<聖獣界ソーン・PCゲームノベル>


あおぞら日記帳







 ルツーセはペンを走らせ、今日の日記を書いていた。
「揃ってお食事というのは素敵ですね、うふふ」
「うわぁあああ!!」
 ばばっと日記を腕で隠して振り返る。
「え…えっと…?」
 そこに立っていたのは、青い髪に額には青い瞳の女性。ルツーセは一瞬この世界の有石族だろうかと思ったが、髪の毛の先が元素化しているのを見て取り違う種族だと理解する。
「お元気になられてなによりです」
 女性――シルフェはルツーセを見てニコニコと笑う。だが、当のルツーセは何のことか分からずに困惑に目をぱちくりとさせていた。
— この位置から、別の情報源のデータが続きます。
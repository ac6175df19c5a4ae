//! Synthetic image builders.

const SECTOR: usize = 2048;
const RAW_SECTOR: usize = 2352;
/// Root directory block; files follow it.
const ROOT_BLOCK: u32 = 20;

const CD_SYNC: [u8; 12] = [
    0x00, 0xFF, 0xFF, 0xFF, 0xFF, 0xFF, 0xFF, 0xFF, 0xFF, 0xFF, 0xFF, 0x00,
];

/// Minimal single-directory ISO-9660 volume.
pub struct IsoBuilder {
    system_id: String,
    volume_id: String,
    publisher: String,
    files: Vec<(String, Vec<u8>)>,
}

impl IsoBuilder {
    pub fn new() -> Self {
        Self {
            system_id: String::new(),
            volume_id: "TESTDISC".to_owned(),
            publisher: String::new(),
            files: Vec::new(),
        }
    }

    pub fn system_id(mut self, id: &str) -> Self {
        self.system_id = id.to_owned();
        self
    }

    pub fn volume_id(mut self, id: &str) -> Self {
        self.volume_id = id.to_owned();
        self
    }

    pub fn publisher(mut self, name: &str) -> Self {
        self.publisher = name.to_owned();
        self
    }

    /// Add a root file. `name` is stored as given (include `;1` if wanted).
    pub fn file(mut self, name: &str, content: &[u8]) -> Self {
        self.files.push((name.to_owned(), content.to_vec()));
        self
    }

    /// Cooked 2048-byte sector image.
    pub fn build(self) -> Vec<u8> {
        let mut next = ROOT_BLOCK + 1;
        let mut placed = Vec::new();
        for (name, content) in &self.files {
            placed.push((name, content, next));
            next += content.len().div_ceil(SECTOR).max(1) as u32;
        }
        let total = next as usize;
        let mut img = vec![0u8; total * SECTOR];

        let pvd = &mut img[16 * SECTOR..17 * SECTOR];
        pvd[0] = 1;
        pvd[1..6].copy_from_slice(b"CD001");
        pvd[6] = 1;
        pad(&mut pvd[8..40], &self.system_id);
        pad(&mut pvd[40..72], &self.volume_id);
        both_u32(&mut pvd[80..88], total as u32);
        pvd[128..130].copy_from_slice(&(SECTOR as u16).to_le_bytes());
        pvd[130..132].copy_from_slice(&(SECTOR as u16).to_be_bytes());
        pvd[156..190].copy_from_slice(&record(b"\0", ROOT_BLOCK, SECTOR as u32, 0x02));
        pad(&mut pvd[318..446], &self.publisher);
        pvd[813..830].copy_from_slice(b"1999120112000000\0");

        let term = &mut img[17 * SECTOR..18 * SECTOR];
        term[0] = 0xFF;
        term[1..6].copy_from_slice(b"CD001");
        term[6] = 1;

        let mut dir = record(b"\0", ROOT_BLOCK, SECTOR as u32, 0x02);
        dir.extend(record(b"\x01", ROOT_BLOCK, SECTOR as u32, 0x02));
        for (name, content, block) in &placed {
            dir.extend(record(name.as_bytes(), *block, content.len() as u32, 0));
            let at = *block as usize * SECTOR;
            img[at..at + content.len()].copy_from_slice(content);
        }
        let root = ROOT_BLOCK as usize * SECTOR;
        img[root..root + dir.len()].copy_from_slice(&dir);
        img
    }
}

fn pad(dst: &mut [u8], s: &str) {
    dst.fill(b' ');
    dst[..s.len()].copy_from_slice(s.as_bytes());
}

fn both_u32(dst: &mut [u8], v: u32) {
    dst[..4].copy_from_slice(&v.to_le_bytes());
    dst[4..8].copy_from_slice(&v.to_be_bytes());
}

fn record(name: &[u8], block: u32, size: u32, flags: u8) -> Vec<u8> {
    let len = 33 + name.len() + (name.len() + 1) % 2;
    let mut rec = vec![0u8; len];
    rec[0] = len as u8;
    both_u32(&mut rec[2..10], block);
    both_u32(&mut rec[10..18], size);
    rec[25] = flags;
    rec[32] = name.len() as u8;
    rec[33..33 + name.len()].copy_from_slice(name);
    rec
}

/// Re-wrap a cooked image as raw 2352-byte sectors (Mode 1 or Mode 2 Form 1).
pub fn to_raw2352(cooked: &[u8], mode2: bool) -> Vec<u8> {
    let mut raw = Vec::with_capacity(cooked.len() / SECTOR * RAW_SECTOR);
    for chunk in cooked.chunks(SECTOR) {
        let mut sector = vec![0u8; RAW_SECTOR];
        sector[..12].copy_from_slice(&CD_SYNC);
        sector[15] = if mode2 { 2 } else { 1 };
        let data = if mode2 { 24 } else { 16 };
        sector[data..data + chunk.len()].copy_from_slice(chunk);
        raw.extend(sector);
    }
    raw
}

/// SC block with `flag` icon frames; frame `n` uses palette index `n + 1`.
fn sc_block(flag: u8, title: &[u8]) -> Vec<u8> {
    let mut sc = vec![0u8; 0x200];
    sc[..2].copy_from_slice(b"SC");
    sc[2] = flag;
    sc[3] = 1;
    sc[4..4 + title.len()].copy_from_slice(title);
    for (i, c) in [0x001Fu16, 0x03E0, 0x7C00].iter().enumerate() {
        let at = 0x60 + (i + 1) * 2;
        sc[at..at + 2].copy_from_slice(&c.to_le_bytes());
    }
    for frame in 0..3 {
        let at = 0x80 + frame * 128;
        sc[at..at + 128].fill(((frame + 1) * 0x11) as u8);
    }
    sc
}

/// 1024-byte PSV save.
pub fn psv_save(flag: u8, filename: &str, title: &[u8]) -> Vec<u8> {
    let mut buf = vec![0u8; 0x84];
    buf[..8].copy_from_slice(b"\0VSP\0\0\0\0");
    buf[0x64..0x64 + filename.len()].copy_from_slice(filename.as_bytes());
    buf.extend(sc_block(flag, title));
    buf.resize(1024, 0);
    buf
}

/// Headerless save of `blocks` memory-card blocks.
pub fn raw_save(flag: u8, title: &[u8], blocks: usize) -> Vec<u8> {
    let mut buf = sc_block(flag, title);
    buf.resize(blocks * 8192, 0);
    buf
}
 まだ街の謎が解けていなかったときに起きた黒山羊亭で受けた依頼においてルツーセを助けたことがあったが、その時は意識を失っていた。だから意識を取り戻して顔を合わせたのは今回が初めてだった。
「あ、シルフェちゃん!」
 トコトコと本を抱えて建物の奥からホールへと歩いてきたのはコールだ。
「うふふ、お久しぶりですコール様」
 ルツーセの日記を覗き込んでいたシルフェは、視線を体勢ごとコールに向けてにっこりと微笑む。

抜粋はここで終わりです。